▸ Work to be completed: Transcribe the records that follow, preserving every word.

▸ Records shown:
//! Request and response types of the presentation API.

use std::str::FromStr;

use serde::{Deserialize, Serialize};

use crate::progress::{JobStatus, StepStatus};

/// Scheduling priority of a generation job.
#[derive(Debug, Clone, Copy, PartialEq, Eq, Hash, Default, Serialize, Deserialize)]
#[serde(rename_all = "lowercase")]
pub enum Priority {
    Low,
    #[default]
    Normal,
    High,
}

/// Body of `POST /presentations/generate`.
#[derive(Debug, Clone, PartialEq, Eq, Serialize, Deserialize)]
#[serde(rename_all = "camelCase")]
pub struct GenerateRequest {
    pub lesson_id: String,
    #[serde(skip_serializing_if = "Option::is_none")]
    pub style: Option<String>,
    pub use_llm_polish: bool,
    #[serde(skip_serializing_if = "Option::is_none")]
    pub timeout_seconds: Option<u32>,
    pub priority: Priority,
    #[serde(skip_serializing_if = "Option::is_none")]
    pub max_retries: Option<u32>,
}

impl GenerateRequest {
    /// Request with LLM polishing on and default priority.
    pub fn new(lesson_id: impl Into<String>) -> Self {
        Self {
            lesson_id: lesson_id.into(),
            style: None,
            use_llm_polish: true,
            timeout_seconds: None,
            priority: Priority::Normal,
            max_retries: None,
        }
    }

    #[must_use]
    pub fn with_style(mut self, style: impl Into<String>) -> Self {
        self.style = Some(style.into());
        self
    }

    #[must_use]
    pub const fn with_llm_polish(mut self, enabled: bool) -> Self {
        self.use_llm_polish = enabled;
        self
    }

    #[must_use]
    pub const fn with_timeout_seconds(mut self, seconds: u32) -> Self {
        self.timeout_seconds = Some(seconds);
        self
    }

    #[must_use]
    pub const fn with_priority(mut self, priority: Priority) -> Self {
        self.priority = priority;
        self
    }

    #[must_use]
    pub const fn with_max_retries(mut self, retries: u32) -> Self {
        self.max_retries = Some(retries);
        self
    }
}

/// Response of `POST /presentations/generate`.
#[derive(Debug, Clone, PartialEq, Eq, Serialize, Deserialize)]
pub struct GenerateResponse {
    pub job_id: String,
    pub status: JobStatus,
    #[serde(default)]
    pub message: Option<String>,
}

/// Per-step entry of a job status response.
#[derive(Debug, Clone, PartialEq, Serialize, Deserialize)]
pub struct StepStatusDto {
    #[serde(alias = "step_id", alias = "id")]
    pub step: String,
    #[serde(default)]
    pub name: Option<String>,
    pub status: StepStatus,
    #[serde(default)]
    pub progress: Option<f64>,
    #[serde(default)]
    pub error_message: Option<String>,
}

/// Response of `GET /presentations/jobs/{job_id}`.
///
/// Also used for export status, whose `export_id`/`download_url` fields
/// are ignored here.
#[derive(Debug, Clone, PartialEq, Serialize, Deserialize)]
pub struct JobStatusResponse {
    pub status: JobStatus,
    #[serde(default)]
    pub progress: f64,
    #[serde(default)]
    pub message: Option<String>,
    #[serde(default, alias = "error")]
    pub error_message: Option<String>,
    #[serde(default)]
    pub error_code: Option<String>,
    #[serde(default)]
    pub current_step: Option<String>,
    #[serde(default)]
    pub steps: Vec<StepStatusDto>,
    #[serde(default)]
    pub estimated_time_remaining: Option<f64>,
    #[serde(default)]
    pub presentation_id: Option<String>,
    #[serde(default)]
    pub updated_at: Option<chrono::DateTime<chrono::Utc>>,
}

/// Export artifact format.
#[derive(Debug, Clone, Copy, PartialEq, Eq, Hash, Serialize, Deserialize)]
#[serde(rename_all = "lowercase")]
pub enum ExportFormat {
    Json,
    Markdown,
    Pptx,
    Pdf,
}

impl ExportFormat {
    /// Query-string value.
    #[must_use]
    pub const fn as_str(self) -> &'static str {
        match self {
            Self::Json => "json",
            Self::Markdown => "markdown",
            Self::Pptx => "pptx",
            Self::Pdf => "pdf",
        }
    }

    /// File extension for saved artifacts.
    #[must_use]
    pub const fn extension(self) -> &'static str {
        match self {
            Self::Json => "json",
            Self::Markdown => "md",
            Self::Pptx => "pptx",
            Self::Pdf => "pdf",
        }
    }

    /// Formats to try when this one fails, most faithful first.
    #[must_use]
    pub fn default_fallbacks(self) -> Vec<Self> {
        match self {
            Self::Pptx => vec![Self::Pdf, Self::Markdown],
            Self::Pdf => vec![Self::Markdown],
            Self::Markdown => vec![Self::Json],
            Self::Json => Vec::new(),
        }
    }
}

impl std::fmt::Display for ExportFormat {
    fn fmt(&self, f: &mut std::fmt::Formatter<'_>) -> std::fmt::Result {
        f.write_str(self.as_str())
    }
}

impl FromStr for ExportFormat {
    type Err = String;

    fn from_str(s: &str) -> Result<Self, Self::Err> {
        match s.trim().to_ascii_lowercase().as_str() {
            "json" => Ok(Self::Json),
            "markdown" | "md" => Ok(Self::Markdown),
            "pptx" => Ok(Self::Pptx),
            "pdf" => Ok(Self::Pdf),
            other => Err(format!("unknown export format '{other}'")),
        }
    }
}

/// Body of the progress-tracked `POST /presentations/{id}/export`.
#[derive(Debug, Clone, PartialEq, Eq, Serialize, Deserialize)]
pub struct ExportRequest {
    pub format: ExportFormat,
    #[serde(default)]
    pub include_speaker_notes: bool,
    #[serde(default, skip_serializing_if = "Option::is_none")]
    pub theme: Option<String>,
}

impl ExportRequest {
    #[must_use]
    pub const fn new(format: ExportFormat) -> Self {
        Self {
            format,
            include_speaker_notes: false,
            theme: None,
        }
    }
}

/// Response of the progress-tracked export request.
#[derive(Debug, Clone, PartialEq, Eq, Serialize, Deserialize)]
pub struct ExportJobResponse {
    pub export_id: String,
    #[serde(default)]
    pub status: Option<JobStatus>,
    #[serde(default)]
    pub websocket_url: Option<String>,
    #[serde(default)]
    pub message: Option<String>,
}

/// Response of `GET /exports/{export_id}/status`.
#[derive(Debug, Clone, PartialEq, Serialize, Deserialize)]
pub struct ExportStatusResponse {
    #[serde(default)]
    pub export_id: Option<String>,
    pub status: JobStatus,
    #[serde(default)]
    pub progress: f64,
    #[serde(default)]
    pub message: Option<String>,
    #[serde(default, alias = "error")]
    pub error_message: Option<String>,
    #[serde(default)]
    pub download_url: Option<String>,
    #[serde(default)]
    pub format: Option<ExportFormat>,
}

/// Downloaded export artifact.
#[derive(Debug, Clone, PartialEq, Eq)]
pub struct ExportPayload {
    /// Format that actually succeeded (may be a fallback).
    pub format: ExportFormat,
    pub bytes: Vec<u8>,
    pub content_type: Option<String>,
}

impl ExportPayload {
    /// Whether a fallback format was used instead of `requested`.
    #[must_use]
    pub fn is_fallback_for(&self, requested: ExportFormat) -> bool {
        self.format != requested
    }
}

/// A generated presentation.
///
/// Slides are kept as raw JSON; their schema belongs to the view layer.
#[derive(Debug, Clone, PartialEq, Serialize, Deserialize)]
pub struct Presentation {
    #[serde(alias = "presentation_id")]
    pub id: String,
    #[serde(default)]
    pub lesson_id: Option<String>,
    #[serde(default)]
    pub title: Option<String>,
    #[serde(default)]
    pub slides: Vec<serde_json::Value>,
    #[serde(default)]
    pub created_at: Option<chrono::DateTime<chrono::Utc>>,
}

▸ Response to the task:
//! Request and response types of the presentation API.

use std::str::FromStr;

use serde::{Deserialize, Serialize};

use crate::progress::{JobStatus, StepStatus};

/// Scheduling priority of a generation job.
#[derive(Debug, Clone, Copy, PartialEq, Eq, Hash, Default, Serialize, Deserialize)]
#[serde(rename_all = "lowercase")]
pub enum Priority {
    Low,
    #[default]
    Normal,
    High,
}

/// Body of `POST /presentations/generate`.
#[derive(Debug, Clone, PartialEq, Eq, Serialize, Deserialize)]
#[serde(rename_all = "camelCase")]
pub struct GenerateRequest {
    pub lesson_id: String,
    #[serde(skip_serializing_if = "Option::is_none")]
    pub style: Option<String>,
    pub use_llm_polish: bool,
    #[serde(skip_serializing_if = "Option::is_none")]
    pub timeout_seconds: Option<u32>,
    pub priority: Priority,
    #[serde(skip_serializing_if = "Option::is_none")]
    pub max_retries: Option<u32>,
}

impl GenerateRequest {
    /// Request with LLM polishing on and default priority.
    pub fn new(lesson_id: impl Into<String>) -> Self {
        Self {
            lesson_id: lesson_id.into(),
            style: None,
            use_llm_polish: true,
            timeout_seconds: None,
            priority: Priority::Normal,
            max_retries: None,
        }
    }

    #[must_use]
    pub fn with_style(mut self, style: impl Into<String>) -> Self {
        self.style = Some(style.into());
        self
    }

    #[must_use]
    pub const fn with_llm_polish(mut self, enabled: bool) -> Self {
        self.use_llm_polish = enabled;
        self
    }

    #[must_use]
    pub const fn with_timeout_seconds(mut self, seconds: u32) -> Self {
        self.timeout_seconds = Some(seconds);
        self
    }

    #[must_use]
    pub const fn with_priority(mut self, priority: Priority) -> Self {
        self.priority = priority;
        self
    }

    #[must_use]
    pub const fn with_max_retries(mut self, retries: u32) -> Self {
        self.max_retries = Some(retries);
        self
    }
}

/// Response of `POST /presentations/generate`.
#[derive(Debug, Clone, PartialEq, Eq, Serialize, Deserialize)]
pub struct GenerateResponse {
    pub job_id: String,
    pub status: JobStatus,
    #[serde(default)]
    pub message: Option<String>,
}

/// Per-step entry of a job status response.
#[derive(Debug, Clone, PartialEq, Serialize, Deserialize)]
pub struct StepStatusDto {
    #[serde(alias = "step_id", alias = "id")]
    pub step: String,
    #[serde(default)]
    pub name: Option<String>,
    pub status: StepStatus,
    #[serde(default)]
    pub progress: Option<f64>,
    #[serde(default)]
    pub error_message: Option<String>,
}

/// Response of `GET /presentations/jobs/{job_id}`.
///
/// Also used for export status, whose `export_id`/`download_url` fields
/// are ignored here.
#[derive(Debug, Clone, PartialEq, Serialize, Deserialize)]
pub struct JobStatusResponse {
    pub status: JobStatus,
    #[serde(default)]
    pub progress: f64,
    #[serde(default)]
    pub message: Option<String>,
    #[serde(default, alias = "error")]
    pub error_message: Option<String>,
    #[serde(default)]
    pub error_code: Option<String>,
    #[serde(default)]
    pub current_step: Option<String>,
    #[serde(default)]
    pub steps: Vec<StepStatusDto>,
    #[serde(default)]
    pub estimated_time_remaining: Option<f64>,
    #[serde(default)]
    pub presentation_id: Option<String>,
    #[serde(default)]
    pub updated_at: Option<chrono::DateTime<chrono::Utc>>,
}

/// Export artifact format.
#[derive(Debug, Clone, Copy, PartialEq, Eq, Hash, Serialize, Deserialize)]
#[serde(rename_all = "lowercase")]
pub enum ExportFormat {
    Json,
    Markdown,
    Pptx,
    Pdf,
}

impl ExportFormat {
    /// Query-string value.
    #[must_use]
    pub const fn as_str(self) -> &'static str {
        match self {
            Self::Json => "json",
            Self::Markdown => "markdown",
            Self::Pptx => "pptx",
            Self::Pdf => "pdf",
        }
    }

    /// File extension for saved artifacts.
    #[must_use]
    pub const fn extension(self) -> &'static str {
        match self {
            Self::Json => "json",
            Self::Markdown => "md",
            Self::Pptx => "pptx",
            Self::Pdf => "pdf",
        }
    }

    /// Formats to try when this one fails, most faithful first.
    #[must_use]
    pub fn default_fallbacks(self) -> Vec<Self> {
        match self {
            Self::Pptx => vec![Self::Pdf, Self::Markdown],
            Self::Pdf => vec![Self::Markdown],
            Self::Markdown => vec![Self::Json],
            Self::Json => Vec::new(),
        }
    }
}

impl std::fmt::Display for ExportFormat {
    fn fmt(&self, f: &mut std::fmt::Formatter<'_>) -> std::fmt::Result {
        f.write_str(self.as_str())
    }
}

impl FromStr for ExportFormat {
    type Err = String;

    fn from_str(s: &str) -> Result<Self, Self::Err> {
        match s.trim().to_ascii_lowercase().as_str() {
            "json" => Ok(Self::Json),
            "markdown" | "md" => Ok(Self::Markdown),
            "pptx" => Ok(Self::Pptx),
            "pdf" => Ok(Self::Pdf),
            other => Err(format!("unknown export format '{other}'")),
        }
    }
}

/// Body of the progress-tracked `POST /presentations/{id}/export`.
#[derive(Debug, Clone, PartialEq, Eq, Serialize, Deserialize)]
pub struct ExportRequest {
    pub format: ExportFormat,
    #[serde(default)]
    pub include_speaker_notes: bool,
    #[serde(default, skip_serializing_if = "Option::is_none")]
    pub theme: Option<String>,
}

impl ExportRequest {
    #[must_use]
    pub const fn new(format: ExportFormat) -> Self {
        Self {
            format,
            include_speaker_notes: false,
            theme: None,
        }
    }
}

/// Response of the progress-tracked export request.
#[derive(Debug, Clone, PartialEq, Eq, Serialize, Deserialize)]
pub struct ExportJobResponse {
    pub export_id: String,
    #[serde(default)]
    pub status: Option<JobStatus>,
    #[serde(default)]
    pub websocket_url: Option<String>,
    #[serde(default)]
    pub message: Option<String>,
}

/// Response of `GET /exports/{export_id}/status`.
#[derive(Debug, Clone, PartialEq, Serialize, Deserialize)]
pub struct ExportStatusResponse {
    #[serde(default)]
    pub export_id: Option<String>,
    pub status: JobStatus,
    #[serde(default)]
    pub progress: f64,
    #[serde(default)]
    pub message: Option<String>,
    #[serde(default, alias = "error")]
    pub error_message: Option<String>,
    #[serde(default)]
    pub download_url: Option<String>,
    #[serde(default)]
    pub format: Option<ExportFormat>,
}

/// Downloaded export artifact.
#[derive(Debug, Clone, PartialEq, Eq)]
pub struct ExportPayload {
    /// Format that actually succeeded (may be a fallback).
    pub format: ExportFormat,
    pub bytes: Vec<u8>,
    pub content_type: Option<String>,
}

impl ExportPayload {
    /// Whether a fallback format was used instead of `requested`.
    #[must_use]
    pub fn is_fallback_for(&self, requested: ExportFormat) -> bool {
        self.format != requested
    }
}

/// A generated presentation.
///
/// Slides are kept as raw JSON; their schema belongs to the view layer.
#[derive(Debug, Clone, PartialEq, Serialize, Deserialize)]
pub struct Presentation {
    #[serde(alias = "presentation_id")]
    pub id: String,
    #[serde(default)]
    pub lesson_id: Option<String>,
    #[serde(default)]
    pub title: Option<String>,
    #[serde(default)]
    pub slides: Vec<serde_json::Value>,
    #[serde(default)]
    pub created_at: Option<chrono::DateTime<chrono::Utc>>,
}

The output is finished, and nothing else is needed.